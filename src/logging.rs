//! Tracing subscriber setup shared by both binaries.

use crate::app_dirs;
use crate::config::LoggingConfig;
use crate::error::{Result, SentiscopeError};
use std::path::Path;
use tracing_appender::non_blocking::{NonBlocking, WorkerGuard};
use tracing_subscriber::EnvFilter;
use tracing_subscriber::layer::SubscriberExt;
use tracing_subscriber::util::SubscriberInitExt;

/// Build the filter: `RUST_LOG` when set, otherwise the configured level.
///
/// # Errors
///
/// Returns a config error when the configured level does not parse.
pub fn env_filter(config: &LoggingConfig) -> Result<EnvFilter> {
    if let Ok(filter) = EnvFilter::try_from_default_env() {
        return Ok(filter);
    }
    EnvFilter::try_new(config.level.to_ascii_lowercase())
        .map_err(|e| SentiscopeError::Config(format!("invalid log level '{}': {e}", config.level)))
}

/// A bare file name lands in [`app_dirs::logs_dir`].
fn non_blocking_file(path: &Path) -> Result<(NonBlocking, WorkerGuard)> {
    let file_name = path.file_name().ok_or_else(|| {
        SentiscopeError::Config(format!("log file path has no file name: {}", path.display()))
    })?;
    let dir = match path.parent().filter(|p| !p.as_os_str().is_empty()) {
        Some(parent) => parent.to_path_buf(),
        None => app_dirs::logs_dir(),
    };
    std::fs::create_dir_all(&dir)?;
    let appender = tracing_appender::rolling::never(dir, file_name);
    Ok(tracing_appender::non_blocking(appender))
}

/// Install the global subscriber: stderr always, plus a non-blocking file
/// layer when `config.file` is set.
///
/// Keep the returned guard alive for the life of the process so buffered
/// file output is flushed. A subscriber that is already installed is left
/// in place.
///
/// # Errors
///
/// Returns an error for an invalid level or an unwritable log directory.
pub fn init(config: &LoggingConfig) -> Result<Option<WorkerGuard>> {
    let filter = env_filter(config)?;
    let stderr_layer = tracing_subscriber::fmt::layer()
        .with_writer(std::io::stderr)
        .with_target(false);

    let (file_layer, guard) = match &config.file {
        Some(path) => {
            let (writer, guard) = non_blocking_file(path)?;
            let layer = tracing_subscriber::fmt::layer()
                .with_writer(writer)
                .with_ansi(false)
                .with_line_number(true);
            (Some(layer), Some(guard))
        }
        None => (None, None),
    };

    let installed = tracing_subscriber::registry()
        .with(filter)
        .with(stderr_layer)
        .with(file_layer)
        .try_init();

    if installed.is_err() {
        tracing::debug!("tracing subscriber already installed; keeping existing one");
    }
    Ok(guard)
}
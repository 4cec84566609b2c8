//! HTTP API binary for sentiscope.
//!
//! Serves the chat and analysis routes described in `sentiscope::server`.
//! Logs go to stderr (plus the configured file, if any).

use clap::Parser;
use sentiscope::{SentiscopeConfig, logging, server};
use std::path::PathBuf;

/// Sentiscope HTTP server.
#[derive(Parser)]
#[command(name = "sentiscope-server", version, about)]
struct Args {
    /// Path to TOML configuration file.
    #[arg(short, long)]
    config: Option<PathBuf>,

    /// Override the configured bind host.
    #[arg(long)]
    host: Option<String>,

    /// Override the configured port.
    #[arg(short, long)]
    port: Option<u16>,
}

#[tokio::main]
async fn main() -> anyhow::Result<()> {
    let args = Args::parse();

    let config_path = args
        .config
        .unwrap_or_else(SentiscopeConfig::default_config_path);
    let mut config = SentiscopeConfig::load_or_default(&config_path)?;
    if let Some(host) = args.host {
        config.server.host = host;
    }
    if let Some(port) = args.port {
        config.server.port = port;
    }
    config.validate()?;

    let _log_guard = logging::init(&config.logging)?;
    tracing::info!(config = %config_path.display(), "sentiscope-server starting");

    server::run_server(&config).await.map_err(|e| {
        tracing::error!(error = %e, "sentiscope-server exited with error");
        e
    })?;

    tracing::info!("sentiscope-server shut down cleanly");
    Ok(())
}
//! Centralized application directory paths.
//!
//! Uses the [`dirs`] crate for platform-appropriate directory
//! resolution.
//!
//! # Environment Overrides
//!
//! - `SENTISCOPE_DATA_DIR` overrides [`data_dir`]
//! - `SENTISCOPE_CONFIG_DIR` overrides [`config_dir`]

use std::path::PathBuf;

/// Application data root directory.
///
/// Saved conversations, CSV exports and text reports land here unless the
/// config names another directory.
#[must_use]
pub fn data_dir() -> PathBuf {
    if let Some(override_dir) = std::env::var_os("SENTISCOPE_DATA_DIR") {
        return PathBuf::from(override_dir);
    }
    dirs::data_dir()
        .map(|d| d.join("sentiscope"))
        .unwrap_or_else(|| PathBuf::from("/tmp/sentiscope-data"))
}

/// Application config directory.
#[must_use]
pub fn config_dir() -> PathBuf {
    if let Some(override_dir) = std::env::var_os("SENTISCOPE_CONFIG_DIR") {
        return PathBuf::from(override_dir);
    }
    dirs::config_dir()
        .map(|d| d.join("sentiscope"))
        .unwrap_or_else(|| PathBuf::from("/tmp/sentiscope-config"))
}

/// Main config file path (`config_dir()/config.toml`).
#[must_use]
pub fn config_file() -> PathBuf {
    config_dir().join("config.toml")
}

/// Log file directory (`data_dir()/logs/`).
#[must_use]
pub fn logs_dir() -> PathBuf {
    data_dir().join("logs")
}

/// Saved conversation directory (`data_dir()/conversations/`).
#[must_use]
pub fn conversations_dir() -> PathBuf {
    data_dir().join("conversations")
}
//! Sentiscope: sentiment tracking for conversations.
//!
//! Each user message is scored for sentiment and tagged with an emotion as
//! the conversation goes. When it ends, the analysis engine summarises the
//! whole sequence.
//!
//! # Architecture
//!
//! - **Scoring**: pluggable [`sentiment::SentimentScorer`] backends with
//!   comparative-phrase adjustment
//! - **Emotion**: keyword tagging via [`emotion::EmotionTagger`]
//! - **Analysis**: verdict, trend, key moments, emotion distribution and
//!   insights over a sequence of observations ([`analysis`])
//! - **Sessions**: the chat loop shared by the CLI and the HTTP server
//! - **Export**: JSON, CSV, text report and summary files

pub mod analysis;
pub mod app_dirs;
pub mod config;
pub mod conversation;
pub mod emotion;
pub mod error;
pub mod export;
pub mod logging;
pub mod reply;
pub mod report;
pub mod sentiment;
pub mod server;
pub mod session;
pub mod text;

pub use analysis::{
    AnalysisConfig, ConversationAnalyzer, ConversationSummary, SentimentObservation, Trend,
};
pub use config::SentiscopeConfig;
pub use conversation::{Conversation, Message, Role};
pub use emotion::{Emotion, EmotionTagger};
pub use error::{Result, SentiscopeError};
pub use sentiment::{SentimentEngine, SentimentLabel, SentimentScore, SentimentScorer};
pub use session::{ChatServices, ChatSession, Turn};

____________

## Problem description
Please transcribe all of the entries precisely.

## Answer area
filename src/logging.rs
//! Tracing subscriber setup shared by both binaries.

use crate::app_dirs;
use crate::config::LoggingConfig;
use crate::error::{Result, SentiscopeError};
use std::path::Path;
use tracing_appender::non_blocking::{NonBlocking, WorkerGuard};
use tracing_subscriber::EnvFilter;
use tracing_subscriber::layer::SubscriberExt;
use tracing_subscriber::util::SubscriberInitExt;

/// Build the filter: `RUST_LOG` when set, otherwise the configured level.
///
/// # Errors
///
/// Returns a config error when the configured level does not parse.
pub fn env_filter(config: &LoggingConfig) -> Result<EnvFilter> {
    if let Ok(filter) = EnvFilter::try_from_default_env() {
        return Ok(filter);
    }
    EnvFilter::try_new(config.level.to_ascii_lowercase())
        .map_err(|e| SentiscopeError::Config(format!("invalid log level '{}': {e}", config.level)))
}

/// A bare file name lands in [`app_dirs::logs_dir`].
fn non_blocking_file(path: &Path) -> Result<(NonBlocking, WorkerGuard)> {
    let file_name = path.file_name().ok_or_else(|| {
        SentiscopeError::Config(format!("log file path has no file name: {}", path.display()))
    })?;
    let dir = match path.parent().filter(|p| !p.as_os_str().is_empty()) {
        Some(parent) => parent.to_path_buf(),
        None => app_dirs::logs_dir(),
    };
    std::fs::create_dir_all(&dir)?;
    let appender = tracing_appender::rolling::never(dir, file_name);
    Ok(tracing_appender::non_blocking(appender))
}

/// Install the global subscriber: stderr always, plus a non-blocking file
/// layer when `config.file` is set.
///
/// Keep the returned guard alive for the life of the process so buffered
/// file output is flushed. A subscriber that is already installed is left
/// in place.
///
/// # Errors
///
/// Returns an error for an invalid level or an unwritable log directory.
pub fn init(config: &LoggingConfig) -> Result<Option<WorkerGuard>> {
    let filter = env_filter(config)?;
    let stderr_layer = tracing_subscriber::fmt::layer()
        .with_writer(std::io::stderr)
        .with_target(false);

    let (file_layer, guard) = match &config.file {
        Some(path) => {
            let (writer, guard) = non_blocking_file(path)?;
            let layer = tracing_subscriber::fmt::layer()
                .with_writer(writer)
                .with_ansi(false)
                .with_line_number(true);
            (Some(layer), Some(guard))
        }
        None => (None, None),
    };

    let installed = tracing_subscriber::registry()
        .with(filter)
        .with(stderr_layer)
        .with(file_layer)
        .try_init();

    if installed.is_err() {
        tracing::debug!("tracing subscriber already installed; keeping existing one");
    }
    Ok(guard)
}
repository 4cec84566609b2c8
//! HTTP API binary for sentiscope.
//!
//! Serves the chat and analysis routes described in `sentiscope::server`.
//! Logs go to stderr (plus the configured file, if any).

use clap::Parser;
use sentiscope::{SentiscopeConfig, logging, server};
use std::path::PathBuf;

/// Sentiscope HTTP server.
#[derive(Parser)]
#[command(name = "sentiscope-server", version, about)]
struct Args {
    /// Path to TOML configuration file.
    #[arg(short, long)]
    config: Option<PathBuf>,

    /// Override the configured bind host.
    #[arg(long)]
    host: Option<String>,

    /// Override the configured port.
    #[arg(short, long)]
    port: Option<u16>,
}

#[tokio::main]
async fn main() -> anyhow::Result<()> {
    let args = Args::parse();

    let config_path = args
        .config
        .unwrap_or_else(SentiscopeConfig::default_config_path);
    let mut config = SentiscopeConfig::load_or_default(&config_path)?;
    if let Some(host) = args.host {
        config.server.host = host;
    }
    if let Some(port) = args.port {
        config.server.port = port;
    }
    config.validate()?;

    let _log_guard = logging::init(&config.logging)?;
    tracing::info!(config = %config_path.display(), "sentiscope-server starting");

    server::run_server(&config).await.map_err(|e| {
        tracing::error!(error = %e, "sentiscope-server exited with error");
        e
    })?;

    tracing::info!("sentiscope-server shut down cleanly");
    Ok(())
}
//! Centralized application directory paths.
//!
//! Uses the [`dirs`] crate for platform-appropriate directory
//! resolution.
//!
//! # Environment Overrides
//!
//! - `SENTISCOPE_DATA_DIR` overrides [`data_dir`]
//! - `SENTISCOPE_CONFIG_DIR` overrides [`config_dir`]

use std::path::PathBuf;

/// Application data root directory.
///
/// Saved conversations, CSV exports and text reports land here unless the
/// config names another directory.
#[must_use]
pub fn data_dir() -> PathBuf {
    if let Some(override_dir) = std::env::var_os("SENTISCOPE_DATA_DIR") {
        return PathBuf::from(override_dir);
    }
    dirs::data_dir()
        .map(|d| d.join("sentiscope"))
        .unwrap_or_else(|| PathBuf::from("/tmp/sentiscope-data"))
}

/// Application config directory.
#[must_use]
pub fn config_dir() -> PathBuf {
    if let Some(override_dir) = std::env::var_os("SENTISCOPE_CONFIG_DIR") {
        return PathBuf::from(override_dir);
    }
    dirs::config_dir()
        .map(|d| d.join("sentiscope"))
        .unwrap_or_else(|| PathBuf::from("/tmp/sentiscope-config"))
}

/// Main config file path (`config_dir()/config.toml`).
#[must_use]
pub fn config_file() -> PathBuf {
    config_dir().join("config.toml")
}

/// Log file directory (`data_dir()/logs/`).
#[must_use]
pub fn logs_dir() -> PathBuf {
    data_dir().join("logs")
}

/// Saved conversation directory (`data_dir()/conversations/`).
#[must_use]
pub fn conversations_dir() -> PathBuf {
    data_dir().join("conversations")
}
//! Sentiscope: sentiment tracking for conversations.
//!
//! Each user message is scored for sentiment and tagged with an emotion as
//! the conversation goes. When it ends, the analysis engine summarises the
//! whole sequence.
//!
//! # Architecture
//!
//! - **Scoring**: pluggable [`sentiment::SentimentScorer`] backends with
//!   comparative-phrase adjustment
//! - **Emotion**: keyword tagging via [`emotion::EmotionTagger`]
//! - **Analysis**: verdict, trend, key moments, emotion distribution and
//!   insights over a sequence of observations ([`analysis`])
//! - **Sessions**: the chat loop shared by the CLI and the HTTP server
//! - **Export**: JSON, CSV, text report and summary files

pub mod analysis;
pub mod app_dirs;
pub mod config;
pub mod conversation;
pub mod emotion;
pub mod error;
pub mod export;
pub mod logging;
pub mod reply;
pub mod report;
pub mod sentiment;
pub mod server;
pub mod session;
pub mod text;

pub use analysis::{
    AnalysisConfig, ConversationAnalyzer, ConversationSummary, SentimentObservation, Trend,
};
pub use config::SentiscopeConfig;
pub use conversation::{Conversation, Message, Role};
pub use emotion::{Emotion, EmotionTagger};
pub use error::{Result, SentiscopeError};
pub use sentiment::{SentimentEngine, SentimentLabel, SentimentScore, SentimentScorer};
pub use session::{ChatServices, ChatSession, Turn};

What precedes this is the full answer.